[mercury-users] append for list skeletons
Peter Schachte
schachte at cs.mu.OZ.AU
Wed Aug 1 14:54:39 AEST 2001
> Mercury does not support free variable aliasing because it is
> so costly in terms of performance (this is one of the reasons why
> Mercury is so much faster than Prolog).
There are many steps between Mercury's representation and Prolog's that
would allow at least some partially instantiated terms without loss of
efficiency, providing the compiler can determine *when and where* the
partially instantiated term would definitely become ground.
The simplest case would be to represent two aliased variables, say A and B,
where you know A will be the one that will ultimately be unified with a
ground term, as a pointer from A to B. When you go to unify A, you simply
follow the pointer to update both A and B to point to the new term. If more
than two variables may be aliased, they can be chained together, so binding
one enters a loop which follows the chain setting all variables to the same
term. If you can't tell which of the aliased variables will be bound, you
can represent them as a circular list, and then bind them by following
around the list setting all elements to the new term until you get back
where you started.
All of these could be done without changing how other Mercury terms are
represented, and without changing the performance of other Mercury
operations.

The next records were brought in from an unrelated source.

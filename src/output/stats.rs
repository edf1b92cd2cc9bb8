//! Statistics generation from harvest output files
//!
//! This module provides functionality for extracting and displaying
//! harvest statistics from the sinks and the resume ledger.

use crate::config::OutputConfig;
use crate::storage::{for_each_jsonl, read_jsonl, ChildRecord, ParentDescriptor, ResumeLedger};
use crate::HarvestError;
use chrono::{TimeZone, Utc};
use std::collections::HashMap;
use std::path::Path;

/// Harvest statistics summary
#[derive(Debug, Clone, Default)]
pub struct HarvestStatistics {
    /// Thread descriptors in the parents file
    pub threads_discovered: usize,

    /// Entries in the resume ledger
    pub threads_done: usize,

    /// Discovered threads not yet in the ledger
    pub threads_pending: usize,

    /// Comments in the records file
    pub total_comments: usize,

    /// Comments whose body is empty
    pub empty_bodies: usize,

    /// Comment count per thread id
    pub comments_per_thread: HashMap<String, usize>,

    /// Oldest and newest comment timestamps seen
    pub time_span: Option<(i64, i64)>,
}

impl HarvestStatistics {
    /// Threads with the most comments, largest first
    pub fn top_threads(&self, limit: usize) -> Vec<(&str, usize)> {
        let mut counts: Vec<(&str, usize)> = self
            .comments_per_thread
            .iter()
            .map(|(id, count)| (id.as_str(), *count))
            .collect();
        counts.sort_by(|a, b| b.1.cmp(&a.1).then_with(|| a.0.cmp(b.0)));
        counts.truncate(limit);
        counts
    }
}

/// Loads statistics from the output files
///
/// # Arguments
///
/// * `output` - Paths of the sinks
/// * `ledger` - The resume ledger to count completed threads from
pub fn load_statistics(
    output: &OutputConfig,
    ledger: &dyn ResumeLedger,
) -> Result<HarvestStatistics, HarvestError> {
    let parents: Vec<ParentDescriptor> = read_jsonl(Path::new(&output.parents_path))?;
    let done = ledger.load()?;

    let mut stats = HarvestStatistics {
        threads_discovered: parents.len(),
        threads_done: done.len(),
        threads_pending: parents.iter().filter(|p| !done.contains(&p.id)).count(),
        ..HarvestStatistics::default()
    };

    for_each_jsonl(Path::new(&output.records_path), |record: ChildRecord| {
        stats.total_comments += 1;
        if record.body.trim().is_empty() {
            stats.empty_bodies += 1;
        }
        *stats
            .comments_per_thread
            .entry(record.thread_id)
            .or_insert(0) += 1;
        if let Some(ts) = record.created_utc {
            stats.time_span = Some(match stats.time_span {
                Some((oldest, newest)) => (oldest.min(ts), newest.max(ts)),
                None => (ts, ts),
            });
        }
        Ok(())
    })?;

    Ok(stats)
}

fn format_timestamp(ts: i64) -> String {
    Utc.timestamp_opt(ts, 0)
        .single()
        .map(|dt| dt.format("%Y-%m-%d %H:%M UTC").to_string())
        .unwrap_or_else(|| ts.to_string())
}

/// Prints statistics to stdout in a formatted manner
pub fn print_statistics(stats: &HarvestStatistics) {
    println!("=== Harvest Statistics ===\n");

    println!("Threads:");
    println!("  Discovered: {}", stats.threads_discovered);
    println!("  Completed (ledger): {}", stats.threads_done);
    println!("  Pending: {}", stats.threads_pending);
    println!();

    println!("Comments:");
    println!("  Total: {}", stats.total_comments);
    println!("  Empty bodies: {}", stats.empty_bodies);
    if let Some((oldest, newest)) = stats.time_span {
        println!(
            "  Span: {} to {}",
            format_timestamp(oldest),
            format_timestamp(newest)
        );
    }
    if !stats.comments_per_thread.is_empty() {
        let average = stats.total_comments as f64 / stats.comments_per_thread.len() as f64;
        println!("  Average per thread: {:.1}", average);
    }
    println!();

    let top = stats.top_threads(10);
    if !top.is_empty() {
        println!("Largest Threads:");
        for (id, count) in top {
            println!("  - {}: {}", id, count);
        }
        println!();
    }

    let completion = if stats.threads_discovered > 0 {
        (stats.threads_discovered - stats.threads_pending) as f64
            / stats.threads_discovered as f64
            * 100.0
    } else {
        0.0
    };
    println!(
        "Completion: {:.1}% ({} / {} threads harvested)",
        completion,
        stats.threads_discovered - stats.threads_pending,
        stats.threads_discovered
    );
}
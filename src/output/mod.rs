//! Output module for reporting on and exporting harvest results
//!
//! This module handles:
//! - Recording harvest statistics from the output files
//! - Exporting comment bodies as a plain-text training corpus

mod export;
pub mod stats;

pub use export::{export_text, FlattenWhitespace, TextNormalizer};
pub use stats::{load_statistics, print_statistics, HarvestStatistics};
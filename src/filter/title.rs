use crate::config::FilterConfig;
use regex::Regex;

/// Decides whether a thread title qualifies for harvesting
pub trait TitlePredicate {
    fn accepts(&self, title: &str) -> bool;
}

impl<F> TitlePredicate for F
where
    F: Fn(&str) -> bool,
{
    fn accepts(&self, title: &str) -> bool {
        self(title)
    }
}

/// Regex title filter: one inclusion pattern plus any number of exclusions
///
/// A title qualifies when it matches none of the exclusions and matches the
/// primary pattern. Exclusions are checked first.
///
/// # Examples
///
/// ```
/// use thread_harvest::filter::{PatternFilter, TitlePredicate};
///
/// let filter = PatternFilter::new(
///     r"(?i)\bgame thread\b",
///     &[r"(?i)\bpost[- ]?game\b".to_string()],
/// )
/// .unwrap();
///
/// assert!(filter.accepts("GAME THREAD: Canadiens vs Leafs"));
/// assert!(!filter.accepts("Post Game Thread: Canadiens vs Leafs"));
/// assert!(!filter.accepts("Trade rumours"));
/// ```
#[derive(Debug, Clone)]
pub struct PatternFilter {
    primary: Regex,
    exclude: Vec<Regex>,
}

impl PatternFilter {
    pub fn new(primary: &str, exclude: &[String]) -> Result<Self, regex::Error> {
        Ok(Self {
            primary: Regex::new(primary)?,
            exclude: exclude
                .iter()
                .map(|p| Regex::new(p))
                .collect::<Result<_, _>>()?,
        })
    }

    pub fn from_config(config: &FilterConfig) -> Result<Self, regex::Error> {
        Self::new(&config.primary, &config.exclude)
    }
}

impl TitlePredicate for PatternFilter {
    fn accepts(&self, title: &str) -> bool {
        if self.exclude.iter().any(|re| re.is_match(title)) {
            return false;
        }
        self.primary.is_match(title)
    }
}
//! Thread-Harvest main entry point
//!
//! This is the command-line interface for the Thread-Harvest harvester.

use anyhow::Context;
use clap::Parser;
use std::path::{Path, PathBuf};
use thread_harvest::config::{load_config_with_hash, Config};
use thread_harvest::crawler::run_harvest;
use thread_harvest::HarvestError;
use tokio_util::sync::CancellationToken;
use tracing_subscriber::EnvFilter;

/// Thread-Harvest: a resumable discussion-thread harvester
///
/// Thread-Harvest discovers threads through a paginated search endpoint,
/// collects every comment for each one, and records finished threads in a
/// ledger so an interrupted harvest resumes where it stopped.
#[derive(Parser, Debug)]
#[command(name = "thread-harvest")]
#[command(version)]
#[command(about = "A resumable discussion-thread harvester", long_about = None)]
struct Cli {
    /// Path to TOML configuration file
    #[arg(value_name = "CONFIG")]
    config: PathBuf,

    /// Increase logging verbosity (-v, -vv, -vvv)
    #[arg(short, long, action = clap::ArgAction::Count)]
    verbose: u8,

    /// Suppress non-error output
    #[arg(short, long, conflicts_with = "verbose")]
    quiet: bool,

    /// Delete previous outputs and the ledger before harvesting
    #[arg(long, conflicts_with_all = ["dry_run", "stats", "export_text"])]
    fresh: bool,

    /// Validate config and show what would be harvested without fetching
    #[arg(long, conflicts_with_all = ["stats", "export_text"])]
    dry_run: bool,

    /// Show statistics from the output files and exit
    #[arg(long, conflicts_with_all = ["dry_run", "export_text"])]
    stats: bool,

    /// Write comment bodies as a one-per-line text corpus and exit
    #[arg(long, conflicts_with_all = ["dry_run", "stats"])]
    export_text: bool,
}

#[tokio::main]
async fn main() -> anyhow::Result<()> {
    let cli = Cli::parse();

    setup_logging(cli.verbose, cli.quiet);

    tracing::info!("Loading configuration from: {}", cli.config.display());
    let (config, config_hash) = load_config_with_hash(&cli.config)
        .with_context(|| format!("failed to load {}", cli.config.display()))?;
    tracing::info!("Configuration loaded successfully (hash: {})", config_hash);

    if cli.dry_run {
        handle_dry_run(&config);
    } else if cli.stats {
        handle_stats(&config)?;
    } else if cli.export_text {
        handle_export_text(&config)?;
    } else {
        handle_harvest(config, config_hash, cli.fresh).await?;
    }

    Ok(())
}

/// Sets up the logging/tracing subscriber based on verbosity level
fn setup_logging(verbose: u8, quiet: bool) {
    let filter = if quiet {
        EnvFilter::new("error")
    } else {
        match verbose {
            0 => EnvFilter::new("thread_harvest=info,warn"),
            1 => EnvFilter::new("thread_harvest=debug,info"),
            2 => EnvFilter::new("thread_harvest=trace,debug"),
            _ => EnvFilter::new("trace"),
        }
    };

    tracing_subscriber::fmt()
        .with_env_filter(filter)
        .with_target(false)
        .with_thread_ids(false)
        .with_file(false)
        .init();
}

/// Handles the --dry-run mode: shows what a harvest would do
fn handle_dry_run(config: &Config) {
    println!("=== Thread-Harvest Dry Run ===\n");

    println!("Discovery:");
    println!("  Endpoint: {}", config.discovery.endpoint);
    println!("  Query: {}", config.discovery.query);
    println!("  Restrict scope: {}", config.discovery.restrict_scope);
    println!("  Target threads: {}", config.discovery.target_count);
    println!("  Max age: {} days", config.discovery.max_age_days);
    println!("  Page size: {}", config.discovery.page_size);

    println!("\nTitle Filter:");
    println!("  Primary: {}", config.filter.primary);
    for pattern in &config.filter.exclude {
        println!("  Exclude: {}", pattern);
    }

    println!("\nCollection:");
    println!("  Endpoint: {}", config.collection.endpoint);
    println!("  Page size: {}", config.collection.page_size);
    println!("  Max pages per thread: {}", config.collection.max_pages);
    println!("  Stall limit: {}", config.collection.stall_limit);

    println!("\nHTTP:");
    println!("  Timeout: {}s", config.http.timeout_secs);
    println!("  Max attempts: {}", config.http.max_attempts);
    println!(
        "  Backoff: ceiling {}s, jitter up to {}s",
        config.http.backoff_ceiling_secs, config.http.jitter_max_secs
    );
    println!("  Page delay: {}ms", config.http.page_delay_ms);
    println!("  User agent: {}", config.user_agent.header_value());

    println!("\nOutput:");
    println!("  Threads: {}", config.output.parents_path);
    println!("  Comments: {}", config.output.records_path);
    println!("  Ledger: {}", config.output.ledger_path);
    println!("  Export: {}", config.output.export_path);

    println!("\n✓ Configuration is valid");
    println!(
        "✓ Would collect up to {} threads, at most {} comment pages each",
        config.discovery.target_count, config.collection.max_pages
    );
}

/// Handles the --stats mode: shows statistics from the output files
fn handle_stats(config: &Config) -> anyhow::Result<()> {
    use thread_harvest::output::{load_statistics, print_statistics};
    use thread_harvest::storage::FileLedger;

    let ledger = FileLedger::new(Path::new(&config.output.ledger_path));
    let stats = load_statistics(&config.output, &ledger).context("failed to read outputs")?;
    print_statistics(&stats);

    Ok(())
}

/// Handles the --export-text mode: writes the text corpus
fn handle_export_text(config: &Config) -> anyhow::Result<()> {
    use thread_harvest::output::{export_text, FlattenWhitespace};

    println!("=== Exporting Text Corpus ===\n");
    println!("Comments: {}", config.output.records_path);
    println!("Output: {}", config.output.export_path);
    println!();

    let lines = export_text(
        Path::new(&config.output.records_path),
        Path::new(&config.output.export_path),
        &FlattenWhitespace,
    )
    .context("export failed")?;

    println!("✓ {} lines exported to: {}", lines, config.output.export_path);

    Ok(())
}

/// Handles the main harvest operation
async fn handle_harvest(config: Config, config_hash: String, fresh: bool) -> anyhow::Result<()> {
    if fresh {
        tracing::warn!("Starting fresh harvest (previous outputs will be deleted)");
    } else {
        tracing::info!("Starting harvest (threads in the ledger will be skipped)");
    }

    let cancel = CancellationToken::new();
    let signal_token = cancel.clone();
    tokio::spawn(async move {
        if tokio::signal::ctrl_c().await.is_ok() {
            tracing::warn!("Interrupt received; stopping at the next page boundary");
            signal_token.cancel();
        }
    });

    match run_harvest(config, Some(config_hash), fresh, cancel).await {
        Ok(summary) => {
            if summary.failed > 0 {
                tracing::warn!(
                    "{} threads failed and will be retried on the next run",
                    summary.failed
                );
            }
            Ok(())
        }
        Err(HarvestError::Cancelled) => {
            tracing::warn!("Harvest cancelled before discovery finished");
            Ok(())
        }
        Err(e) => {
            tracing::error!("Harvest failed: {}", e);
            Err(e.into())
        }
    }
}
//! Storage module for persisting harvest results
//!
//! This module handles everything written to disk during a harvest:
//! - Record types for threads and comments
//! - Append-only JSON Lines sinks
//! - The resume ledger of completed threads
//! - The config stamp used to detect scope changes between runs

mod append;
mod jsonl;
mod ledger;
mod traits;

pub use jsonl::{for_each_jsonl, read_jsonl, JsonlWriter};
pub use ledger::{ConfigStamp, FileLedger, StampStatus};
pub use traits::{ResumeLedger, StorageError, StorageResult};

use serde::de::Error as _;
use serde::{Deserialize, Deserializer, Serialize};
use serde_json::{Map, Value};

/// A discovered discussion thread
///
/// Fields other than `id`, `title` and `created_utc` are carried through
/// from the search endpoint untouched.
#[derive(Debug, Clone, PartialEq, Serialize, Deserialize)]
pub struct ParentDescriptor {
    pub id: String,
    #[serde(default, deserialize_with = "nullable_string")]
    pub title: String,
    #[serde(deserialize_with = "epoch_seconds")]
    pub created_utc: i64,
    #[serde(flatten)]
    pub extra: Map<String, Value>,
}

/// A comment collected for one thread
///
/// `thread_id` is filled in by the collection walker; the endpoint's own
/// fields are carried through in `extra`.
#[derive(Debug, Clone, PartialEq, Serialize, Deserialize)]
pub struct ChildRecord {
    #[serde(default)]
    pub thread_id: String,
    #[serde(default, deserialize_with = "optional_epoch_seconds")]
    pub created_utc: Option<i64>,
    #[serde(default, deserialize_with = "nullable_string")]
    pub body: String,
    #[serde(flatten)]
    pub extra: Map<String, Value>,
}

/// Reads an epoch timestamp that may arrive as an integer, a float or a
/// numeric string. Fractional seconds are truncated.
fn epoch_from_value(value: &Value) -> Option<i64> {
    let from_float = |f: f64| f.is_finite().then(|| f.trunc() as i64);
    match value {
        Value::Number(n) => n.as_i64().or_else(|| n.as_f64().and_then(from_float)),
        Value::String(s) => s.trim().parse::<f64>().ok().and_then(from_float),
        _ => None,
    }
}

fn epoch_seconds<'de, D>(deserializer: D) -> Result<i64, D::Error>
where
    D: Deserializer<'de>,
{
    let value = Value::deserialize(deserializer)?;
    epoch_from_value(&value)
        .ok_or_else(|| D::Error::custom(format!("invalid epoch timestamp: {}", value)))
}

fn optional_epoch_seconds<'de, D>(deserializer: D) -> Result<Option<i64>, D::Error>
where
    D: Deserializer<'de>,
{
    let value = Value::deserialize(deserializer)?;
    Ok(epoch_from_value(&value))
}

fn nullable_string<'de, D>(deserializer: D) -> Result<String, D::Error>
where
    D: Deserializer<'de>,
{
    Ok(Option::<String>::deserialize(deserializer)?.unwrap_or_default())
}
//! Stop reasons for paginated walks
//!
//! None of these is an error: every walk that ends with a `StopReason`
//! returns whatever it gathered. Fetch failures are reported separately.

use std::fmt;

/// Why a discovery or collection walk stopped paginating
#[derive(Debug, Clone, Copy, PartialEq, Eq, Hash)]
pub enum StopReason {
    // ===== Natural Ends =====
    /// The endpoint returned an empty page or no continuation cursor
    Exhausted,

    /// Discovery reached an item older than the age cutoff
    CutoffReached,

    /// Discovery collected the requested number of threads
    TargetReached,

    // ===== Safety Valves =====
    /// The collection cursor stopped advancing for `stall_limit` pages
    Stalled,

    /// The per-thread page ceiling was reached
    PageLimit,

    // ===== External =====
    /// A stop signal was observed at a page boundary
    Cancelled,
}

impl StopReason {
    /// Returns true if the walk ended early but its result is still usable
    pub fn is_partial(&self) -> bool {
        matches!(self, Self::Stalled | Self::PageLimit)
    }

    /// Returns true if the result must not be treated as finished work
    pub fn is_interrupted(&self) -> bool {
        matches!(self, Self::Cancelled)
    }

    pub fn as_str(&self) -> &'static str {
        match self {
            Self::Exhausted => "exhausted",
            Self::CutoffReached => "cutoff_reached",
            Self::TargetReached => "target_reached",
            Self::Stalled => "stalled",
            Self::PageLimit => "page_limit",
            Self::Cancelled => "cancelled",
        }
    }
}

impl fmt::Display for StopReason {
    fn fmt(&self, f: &mut fmt::Formatter<'_>) -> fmt::Result {
        write!(f, "{}", self.as_str())
    }
}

Ie, this would cause no distributed fat (at least if restricted
to the det case).
> > Therefore the
> > naive/inefficient implementation of reverse
> >
> > rev([], []).
> > rev([H|T], R) :-
> > append(RT, [H], R), rev(T, RT).
> >
> > will not be implementable for list skeletons?
>
> That's correct.
>
> Mercury requires quite a different programming style to Prolog, more
> in line with languages like ML.
In other words, Mercury is less like a constraint programming language, and
more like a functional language. OTOH, there are parts of Mercury (eg
mode-driven reordering) where Mercury is more like a constraint language
than Prolog.
> Many of the cunning tricks you have
> to use in Prolog with partially instantiated structure (e.g. the
> sort of difference structures you are describing here) are just
> efficiency hacks; there are few places, in my opinion, where their
> use doesn't make code less legible.
I think the definition of rev/2 above is very readable; more readable than
the non-naive one. Or take this traditional Prolog definition of
front(L, N, F) that constrains F to be the first N elements of L:
front(L, N, F) :-
length(F, N),
append(F, _, L).
I think this is more readable and intuitive than the constructive version
you would write in Mercury. The ability to specify a value by giving the
constraints it must satisfy is very powerful and intuitive to me.
--
Peter Schachte <schachte at cs.mu.OZ.AU> Do, or do not. There is no 'try'.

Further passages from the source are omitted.